Surrounding those screenings are events both festive and sober.

Of course, the annual WildWalk parade and WildFest on Saturday will draw out the animals among us. Children of all ages are encouraged to dress up as animals for the parade, and spend time at the festival in Caras Park, where activities will be focused on family education and fun.

At the other end of the spectrum, a retreat in Tarkio next Wednesday will focus on a different type of animal amongst us: the persistent and devastating international illegal wildlife trade industry.

"We really hope through that retreat to create a one-year campaign with a media, fundraising, and wildlife component to combat this terrible trade," said Rose, noting that the event will be attended by a range of people focused on the issue, including representatives from the Environmental Investigations Agency and the U.S. Justice Department, as well as investigative journalists and experts from around the world.

Featured speakers at this year's festival include Alastair Fothergill, producer of the acclaimed BBC series "Planet Earth;" Greg Carr, an Idaho conservationist who has been credited with spearheading the rejuvenation of Mozambique's Gorongosa National Park; Bob Silvestri, founder and president of the Environmental Media Fund; and others.

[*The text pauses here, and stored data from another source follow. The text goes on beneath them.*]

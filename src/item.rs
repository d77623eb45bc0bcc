// Items are interned by the Itemizer, so an Item is just a dense id.
#[derive(Copy, Clone, Debug, PartialEq, Eq, Hash, PartialOrd, Ord)]
pub struct Item {
    id: u32,
}

impl Item {
    pub fn with_id(id: u32) -> Item {
        Item { id }
    }

    pub fn as_index(&self) -> usize {
        self.id as usize
    }
}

Taken together, it's a jammed schedule of events, with quite literally something for everyone.

"I think one of the most exciting things that I've seen happening over the past 10 years is the way that the community is mixing much more with the people coming to the festival from all over," said Rose. "Missoula is really a town with such diverse subsets of people, and it seems like every year we find pockets of people who come out of the woodwork to support us out of some slightly different and unique connection to what this festival is all about."